A conditional \((\varphi \to \psi)\) is true relative to \(A\) if and only if \(\varphi\) is not true under \(A\) or \(\psi\) is true relative to \(A\).
We use truth tables to represent how the truth value of complex sentences depends on the truth values of their simpler sentences. The following truth tables summarize the semantic clauses for negation, conjunction, disjunction, and the material conditional.
Given a sentence \(\varphi\), the truth value of the negation \(\neg \varphi\) under an assignment is a function of the truth value of \(\varphi\) under the assignment.

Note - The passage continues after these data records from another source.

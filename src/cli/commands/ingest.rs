//! Ingest command implementation
//!
//! Loads configuration, checks the upload, then opens the record store and
//! persists the upload's rows.

use super::shared::{destination, report_failure, report_success, setup_logging};
use crate::Result;
use crate::app::services::csv_ingest::{IngestPipeline, IngestSummary};
use crate::app::services::record_store::{MemoryRecordStore, RecordStore, SqliteRecordStore};
use crate::cli::args::{IngestArgs, OutputFormat};
use crate::config::Config;
use crate::error::IngestError;
use tracing::{debug, info};

/// Ingest command runner
pub fn run_ingest(args: IngestArgs) -> Result<IngestSummary> {
    setup_logging(args.get_log_level(), args.quiet)?;
    debug!("Ingest arguments: {:?}", args);

    args.validate()?;

    let config = args.apply_to(Config::from_env());
    config.validate()?;
    debug!("Loaded configuration: {:?}", config);

    let pipeline = IngestPipeline::from_config(&config);
    debug!(
        "Accepting '{}' uploads with header: {}",
        pipeline.required_extension(),
        pipeline.schema()
    );

    // A rejected upload never creates the database
    let upload = match pipeline.prepare_path(&args.file) {
        Ok(upload) => upload,
        Err(e) => return failed(e, args.output_format),
    };

    let mut store = open_store(&config)?;
    info!("Storing records from {} in {}", upload.filename(), destination(&config));

    match upload.persist_into(store.as_mut()) {
        Ok(summary) => {
            report_success(&summary, &config, args.output_format)?;
            Ok(summary)
        }
        Err(e) => failed(e, args.output_format),
    }
}

/// Open the store records are written to
fn open_store(config: &Config) -> Result<Box<dyn RecordStore>> {
    if config.dry_run {
        return Ok(Box::new(MemoryRecordStore::new()));
    }

    let store = SqliteRecordStore::open(&config.database_path, &config.table_name)?;
    debug!("Opened table '{}'", store.table());
    Ok(Box::new(store))
}

fn failed(error: IngestError, format: OutputFormat) -> Result<IngestSummary> {
    report_failure(&error, format)?;
    Err(error.into())
}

Truth table for \(\neg\) \[ \begin{array}{|c|c|} \hline \varphi & \neg \varphi \\ \hline T & F \\ F & T \\ \hline \end{array} \]
Given two sentences \(\varphi\) and \(\psi\), the truth value of the conjunction \((\varphi \wedge \psi)\) under an assignment is a function of the truth values of \(\varphi\) and \(\psi\) under the assignment.
Truth table for \(\wedge\) \[ \begin{array}{|c|c|c|} \hline \varphi & \psi & (\varphi \wedge \psi) \\ \hline T & T & T \\ T & F & F \\ F & T & F \\ F & F & F \\ \hline \end{array} \]
Given two sentences \(\varphi\) and \(\psi\), the truth value of the disjunction \((\varphi \vee \psi)\) under an assignment is a function of the truth values of \(\varphi\) and \(\psi\) under the assignment.
Truth table for \(\vee\) \[ \begin{array}{|c|c|c|} \hline \varphi & \psi & (\varphi \vee \psi) \\ \hline T & T & T \\ T & F & T \\ F & T & T \\ F & F & F \\ \hline \end{array} \]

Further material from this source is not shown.